Experimental Properties:
Further physical and chemical characteristics of Palovarotene include:
- Water Solubility: 0.04 μg/mL
Palovarotene is a type of Antimetabolites
Antimetabolites are a prominent category of pharmaceutical active pharmaceutical ingredients (APIs) utilized in the treatment of various diseases, particularly cancer. These compounds are structurally similar to naturally occurring metabolites essential for cellular processes such as DNA and RNA synthesis. By mimicking these metabolites, antimetabolites interfere with the normal functioning of cellular pathways, leading to inhibition of cancer cell growth and proliferation.

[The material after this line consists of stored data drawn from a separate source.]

use std::collections::{HashMap, VecDeque};
use std::sync::atomic::{AtomicU64, Ordering};
use std::sync::{Arc, Mutex, PoisonError};

use axum::http::StatusCode;
use chrono::Utc;
use serde::{Deserialize, Serialize};
use sha2::{Digest, Sha256};
use tracing::{debug, info};

use super::data::ApplicationData;
use super::descriptor::FieldDescriptor;
use super::filler::{DocumentFiller, FillError, FillOptions, FillReport, DEFAULT_FONT_SIZE};
use super::mapper::FieldMapper;
use super::repository::{
    CertificateId, CertificateRecord, CertificateRepository, DocumentStore, RepositoryError,
    StoreError, StoredDocument,
};
use crate::config::DocumentConfig;

/// Body accepted by the preview, render and generate operations.
#[derive(Debug, Clone, Default, PartialEq, Serialize, Deserialize)]
pub struct CertificateRequest {
    #[serde(default)]
    pub certificate_id: Option<CertificateId>,
    /// IANA zone for rendered dates; the configured default applies when absent.
    #[serde(default)]
    pub timezone: Option<String>,
    #[serde(default)]
    pub application: ApplicationData,
}

/// A filled template that has not been persisted.
#[derive(Debug)]
pub struct RenderedCertificate {
    pub bytes: Vec<u8>,
    pub report: FillReport,
    pub content_hash: String,
}

#[derive(Debug, Clone)]
pub struct ServiceSettings {
    pub default_timezone: Option<String>,
    pub storage_prefix: String,
    /// Maximum number of generated documents remembered by content hash; `0` disables reuse.
    pub cache_capacity: usize,
    pub font_size: f32,
}

impl Default for ServiceSettings {
    fn default() -> Self {
        Self {
            default_timezone: None,
            storage_prefix: "resale-certificates".to_string(),
            cache_capacity: 64,
            font_size: DEFAULT_FONT_SIZE,
        }
    }
}

impl From<&DocumentConfig> for ServiceSettings {
    fn from(config: &DocumentConfig) -> Self {
        Self {
            default_timezone: config.default_timezone.clone(),
            storage_prefix: config.storage_prefix.clone(),
            cache_capacity: config.cache_capacity,
            font_size: config.font_size,
        }
    }
}

/// Map, fill, and store pipeline for resale certificates.
pub struct ResaleCertificateService<S, R> {
    mapper: Arc<FieldMapper>,
    filler: DocumentFiller,
    template: Arc<[u8]>,
    store: Arc<S>,
    repository: Arc<R>,
    settings: ServiceSettings,
    cache: Mutex<DocumentCache>,
}

static CERTIFICATE_SEQUENCE: AtomicU64 = AtomicU64::new(1);

fn next_certificate_id() -> CertificateId {
    let id = CERTIFICATE_SEQUENCE.fetch_add(1, Ordering::Relaxed);
    CertificateId(format!("cert-{id:06}"))
}

impl<S, R> ResaleCertificateService<S, R>
where
    S: DocumentStore + 'static,
    R: CertificateRepository + 'static,
{
    pub fn new(
        mapper: Arc<FieldMapper>,
        template: impl Into<Arc<[u8]>>,
        store: Arc<S>,
        repository: Arc<R>,
        settings: ServiceSettings,
    ) -> Self {
        let cache = Mutex::new(DocumentCache::new(settings.cache_capacity));
        Self {
            mapper,
            filler: DocumentFiller::new(FillOptions {
                font_size: settings.font_size,
            }),
            template: template.into(),
            store,
            repository,
            settings,
            cache,
        }
    }

    pub fn mapper(&self) -> &FieldMapper {
        &self.mapper
    }

    /// Descriptors the mapper produces for `request`, without touching the template.
    pub fn preview(&self, request: &CertificateRequest) -> Vec<FieldDescriptor> {
        let timezone = request
            .timezone
            .as_deref()
            .or(self.settings.default_timezone.as_deref());
        self.mapper.map(&request.application, timezone)
    }

    /// Fill a fresh copy of the template and return its bytes.
    pub fn render(
        &self,
        request: &CertificateRequest,
    ) -> Result<RenderedCertificate, CertificateServiceError> {
        let descriptors = self.preview(request);
        let content_hash = content_hash(&descriptors)?;
        let filled = self.filler.fill(&self.template, &descriptors)?;

        Ok(RenderedCertificate {
            bytes: filled.bytes,
            report: filled.report,
            content_hash,
        })
    }

    /// Render, persist, and record completion for one certificate.
    ///
    /// Identical descriptor sets reuse the previously stored document.
    pub fn generate(
        &self,
        request: &CertificateRequest,
    ) -> Result<CertificateRecord, CertificateServiceError> {
        let certificate_id = request
            .certificate_id
            .clone()
            .unwrap_or_else(next_certificate_id);
        let descriptors = self.preview(request);
        let content_hash = content_hash(&descriptors)?;

        let document = match self.cached(&content_hash) {
            Some(document) => {
                debug!(certificate = %certificate_id, hash = %content_hash, "reusing stored document");
                document
            }
            None => {
                let filled = self.filler.fill(&self.template, &descriptors)?;
                let path = format!("{}/{}.pdf", self.settings.storage_prefix, content_hash);
                let document = self.store.put(&path, &filled.bytes)?;
                self.remember(content_hash.clone(), document.clone());
                document
            }
        };

        let record = CertificateRecord {
            certificate_id,
            document,
            content_hash,
            completed_at: Utc::now(),
        };
        self.repository.save(record.clone())?;

        info!(
            certificate = %record.certificate_id,
            url = %record.document.url,
            "resale certificate generated"
        );
        Ok(record)
    }

    pub fn get(
        &self,
        certificate_id: &CertificateId,
    ) -> Result<CertificateRecord, CertificateServiceError> {
        let record = self
            .repository
            .fetch(certificate_id)?
            .ok_or(RepositoryError::NotFound)?;
        Ok(record)
    }

    fn cached(&self, content_hash: &str) -> Option<StoredDocument> {
        self.cache
            .lock()
            .unwrap_or_else(PoisonError::into_inner)
            .get(content_hash)
    }

    fn remember(&self, content_hash: String, document: StoredDocument) {
        self.cache
            .lock()
            .unwrap_or_else(PoisonError::into_inner)
            .insert(content_hash, document);
    }
}

/// SHA-256 of the serialized descriptor list, hex encoded.
pub fn content_hash(descriptors: &[FieldDescriptor]) -> Result<String, serde_json::Error> {
    let serialized = serde_json::to_vec(descriptors)?;
    let mut hasher = Sha256::new();
    hasher.update(&serialized);
    Ok(format!("{:x}", hasher.finalize()))
}

/// Insertion-ordered, bounded map; the oldest entry goes first.
#[derive(Debug)]
struct DocumentCache {
    capacity: usize,
    order: VecDeque<String>,
    entries: HashMap<String, StoredDocument>,
}

impl DocumentCache {
    fn new(capacity: usize) -> Self {
        Self {
            capacity,
            order: VecDeque::with_capacity(capacity),
            entries: HashMap::with_capacity(capacity),
        }
    }

    fn get(&self, key: &str) -> Option<StoredDocument> {
        self.entries.get(key).cloned()
    }

    fn insert(&mut self, key: String, document: StoredDocument) {
        if self.capacity == 0 {
            return;
        }
        if self.entries.insert(key.clone(), document).is_none() {
            self.order.push_back(key);
        }
        while self.order.len() > self.capacity {
            if let Some(oldest) = self.order.pop_front() {
                self.entries.remove(&oldest);
            }
        }
    }
}

#[derive(Debug, thiserror::Error)]
pub enum CertificateServiceError {
    #[error(transparent)]
    Fill(#[from] FillError),
    #[error("could not hash field descriptors: {0}")]
    Hash(#[from] serde_json::Error),
    #[error(transparent)]
    Store(#[from] StoreError),
    #[error(transparent)]
    Repository(#[from] RepositoryError),
}

impl CertificateServiceError {
    pub fn status_code(&self) -> StatusCode {
        match self {
            Self::Fill(_) | Self::Hash(_) => StatusCode::INTERNAL_SERVER_ERROR,
            Self::Store(_) | Self::Repository(RepositoryError::Unavailable(_)) => {
                StatusCode::BAD_GATEWAY
            }
            Self::Repository(RepositoryError::NotFound) => StatusCode::NOT_FOUND,
        }
    }

    /// Message safe to return to API callers; template internals stay in the logs.
    pub fn public_message(&self) -> String {
        match self {
            Self::Fill(_) | Self::Hash(_) => "could not generate document".to_string(),
            Self::Store(_) => "could not store document".to_string(),
            Self::Repository(RepositoryError::NotFound) => "certificate not found".to_string(),
            Self::Repository(RepositoryError::Unavailable(_)) => {
                "certificate records unavailable".to_string()
            }
        }
    }
}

One of the widely used antimetabolites is methotrexate, a folic acid antagonist that inhibits the enzyme dihydrofolate reductase, disrupting the production of DNA and RNA. This disruption impedes the growth of rapidly dividing cancer cells. Another common antimetabolite is 5-fluorouracil (5-FU), which inhibits the enzyme thymidylate synthase, thereby interfering with DNA synthesis and inhibiting cancer cell proliferation.
Antimetabolites can be classified into several subcategories based on their mechanism of action and chemical structure. These include purine and pyrimidine analogs, folic acid antagonists, and pyrimidine synthesis inhibitors. Examples of antimetabolites in these subcategories include azathioprine, cytarabine, and gemcitabine.
Despite their effectiveness, antimetabolites can exhibit certain side effects due to their interference with normal cellular processes. These side effects may include gastrointestinal disturbances, myelosuppression (reduced production of blood cells), and hepatotoxicity.
In conclusion, antimetabolites are a vital category of pharmaceutical APIs used in the treatment of various diseases, especially cancer. By mimicking natural metabolites and disrupting crucial cellular processes, these compounds effectively inhibit cancer cell growth and proliferation. However, their usage should be carefully monitored due to potential side effects.